What this task involves: Do any lines in the data below contain "columns"? If so, copy every one of them.

================================

//! Ordering operators: `sort`, `unique`, `top`.
//!
//! All three compare with `Value::sort_cmp`, a total order in which Null ranks
//! after every other value. Descending keys reverse it, so Null comes first.

use std::cmp::Ordering;
use std::collections::{BinaryHeap, HashSet};

use tranfi_core::dag::{SortKey, TopArgs};
use tranfi_core::error::RowError;
use tranfi_core::row::Row;
use tranfi_core::value::{Value, ValueKey};

use crate::error::Result;
use crate::operator::Transform;

pub struct Sort {
    keys: Vec<SortKey>,
    rows: Vec<(Vec<Value>, Row)>,
}

impl Sort {
    pub fn new(keys: Vec<SortKey>) -> Self {
        Self {
            keys,
            rows: Vec::new(),
        }
    }
}

fn compare_keys(keys: &[SortKey], a: &[Value], b: &[Value]) -> Ordering {
    for (k, (x, y)) in keys.iter().zip(a.iter().zip(b)) {
        let ord = x.sort_cmp(y);
        let ord = if k.desc { ord.reverse() } else { ord };
        if ord != Ordering::Equal {
            return ord;
        }
    }
    Ordering::Equal
}

impl Transform for Sort {
    fn process(&mut self, rows: Vec<Row>, _out: &mut Vec<Row>, _errors: &mut Vec<RowError>) -> Result<()> {
        for row in rows {
            let key = self.keys.iter().map(|k| row.value(&k.name).clone()).collect();
            self.rows.push((key, row));
        }
        Ok(())
    }

    fn flush(&mut self, out: &mut Vec<Row>, _errors: &mut Vec<RowError>) -> Result<()> {
        let keys = &self.keys;
        // `sort_by` is stable: equal keys keep input order.
        self.rows.sort_by(|(a, _), (b, _)| compare_keys(keys, a, b));
        out.extend(self.rows.drain(..).map(|(_, row)| row));
        Ok(())
    }
}

/// First occurrence of each key tuple (or of each whole row).
pub struct Unique {
    columns: Vec<String>,
    seen: HashSet<Vec<ValueKey>>,
    kept: Vec<Row>,
}

impl Unique {
    pub fn new(columns: Vec<String>) -> Self {
        Self {
            columns,
            seen: HashSet::new(),
            kept: Vec::new(),
        }
    }

    fn key(&self, row: &Row) -> Vec<ValueKey> {
        if self.columns.is_empty() {
            row.iter()
                .flat_map(|(name, v)| [ValueKey::Str(name.to_string()), ValueKey::from(v)])
                .collect()
        } else {
            self.columns
                .iter()
                .map(|c| ValueKey::from(row.value(c)))
                .collect()
        }
    }
}

impl Transform for Unique {
    fn process(&mut self, rows: Vec<Row>, _out: &mut Vec<Row>, _errors: &mut Vec<RowError>) -> Result<()> {
        for row in rows {
            let key = self.key(&row);
            if self.seen.insert(key) {
                self.kept.push(row);
            }
        }
        Ok(())
    }

    fn flush(&mut self, out: &mut Vec<Row>, _errors: &mut Vec<RowError>) -> Result<()> {
        out.append(&mut self.kept);
        self.seen.clear();
        Ok(())
    }
}

/// A candidate for `top`. Ordered so that the heap's maximum is the entry
/// that should be evicted first.
struct Ranked {
    key: Value,
    seq: u64,
    desc: bool,
    row: Row,
}

impl Ord for Ranked {
    fn cmp(&self, other: &Self) -> Ordering {
        let by_key = if self.desc {
            other.key.sort_cmp(&self.key)
        } else {
            self.key.sort_cmp(&other.key)
        };
        by_key.then(self.seq.cmp(&other.seq))
    }
}

impl PartialOrd for Ranked {
    fn partial_cmp(&self, other: &Self) -> Option<Ordering> {
        Some(self.cmp(other))
    }
}

impl PartialEq for Ranked {
    fn eq(&self, other: &Self) -> bool {
        self.cmp(other) == Ordering::Equal
    }
}

impl Eq for Ranked {}

/// The `n` rows with the greatest (or least) key. Memory is bounded by `n`.
pub struct Top {
    args: TopArgs,
    heap: BinaryHeap<Ranked>,
    seq: u64,
}

impl Top {
    pub fn new(args: TopArgs) -> Self {
        Self {
            heap: BinaryHeap::with_capacity(args.n.min(4096) + 1),
            args,
            seq: 0,
        }
    }
}

impl Transform for Top {
    fn process(&mut self, rows: Vec<Row>, _out: &mut Vec<Row>, _errors: &mut Vec<RowError>) -> Result<()> {
        if self.args.n == 0 {
            return Ok(());
        }
        for row in rows {
            let key = row.value(&self.args.column).clone();
            self.seq += 1;
            if key.is_null() {
                continue;
            }
            self.heap.push(Ranked {
                key,
                seq: self.seq,
                desc: self.args.desc,
                row,
            });
            if self.heap.len() > self.args.n {
                self.heap.pop();
            }
        }
        Ok(())
    }

    fn flush(&mut self, out: &mut Vec<Row>, _errors: &mut Vec<RowError>) -> Result<()> {
        let heap = std::mem::take(&mut self.heap);
        out.extend(heap.into_sorted_vec().into_iter().map(|r| r.row));
        Ok(())
    }
}

#[cfg(test)]
mod tests {
    use super::*;
    use crate::test_util::{column, mk_row, run};

    fn key(name: &str, desc: bool) -> SortKey {
        SortKey {
            name: name.into(),
            desc,
        }
    }

    fn rows() -> Vec<Row> {
        vec![
            mk_row(&[("id", Value::Int(1)), ("p", Value::Int(5)), ("g", Value::from("b"))]),
            mk_row(&[("id", Value::Int(2)), ("p", Value::Null), ("g", Value::from("a"))]),
            mk_row(&[("id", Value::Int(3)), ("p", Value::Int(9)), ("g", Value::from("b"))]),
            mk_row(&[("id", Value::Int(4)), ("p", Value::Int(5)), ("g", Value::from("a"))]),
        ]
    }

    fn ids(out: &[Row]) -> Vec<Value> {
        column(out, "id")
    }

    #[test]
    fn sort_is_stable_with_nulls_last() {
        let (out, _) = run(&mut Sort::new(vec![key("p", false)]), rows());
        assert_eq!(ids(&out), vec![Value::Int(1), Value::Int(4), Value::Int(3), Value::Int(2)]);

        let (out, _) = run(&mut Sort::new(vec![key("p", true)]), rows());
        assert_eq!(ids(&out), vec![Value::Int(2), Value::Int(3), Value::Int(1), Value::Int(4)]);

        let (out, _) = run(&mut Sort::new(vec![key("g", false), key("p", true)]), rows());
        assert_eq!(ids(&out), vec![Value::Int(2), Value::Int(4), Value::Int(3), Value::Int(1)]);
    }

    #[test]
    fn unique_keeps_first_occurrence() {
        let (out, _) = run(&mut Unique::new(vec!["g".into()]), rows());
        assert_eq!(ids(&out), vec![Value::Int(1), Value::Int(2)]);

        let dup = vec![
            mk_row(&[("a", Value::Int(1))]),
            mk_row(&[("a", Value::Float(1.0))]),
            mk_row(&[("b", Value::Int(1))]),
        ];
        let (out, _) = run(&mut Unique::new(vec![]), dup);
        assert_eq!(out.len(), 2);
    }

    #[test]
    fn top_excludes_nulls_and_keeps_tie_order() {
        let args = |n, desc| TopArgs {
            n,
            column: "p".into(),
            desc,
        };
        let (out, _) = run(&mut Top::new(args(2, true)), rows());
        assert_eq!(ids(&out), vec![Value::Int(3), Value::Int(1)]);

        let (out, _) = run(&mut Top::new(args(2, false)), rows());
        assert_eq!(ids(&out), vec![Value::Int(1), Value::Int(4)]);

        let (out, _) = run(&mut Top::new(args(10, true)), rows());
        assert_eq!(out.len(), 3);
    }
}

================================

Your response:
    columns: Vec<String>,
    pub fn new(columns: Vec<String>) -> Self {
            columns,
        if self.columns.is_empty() {
            self.columns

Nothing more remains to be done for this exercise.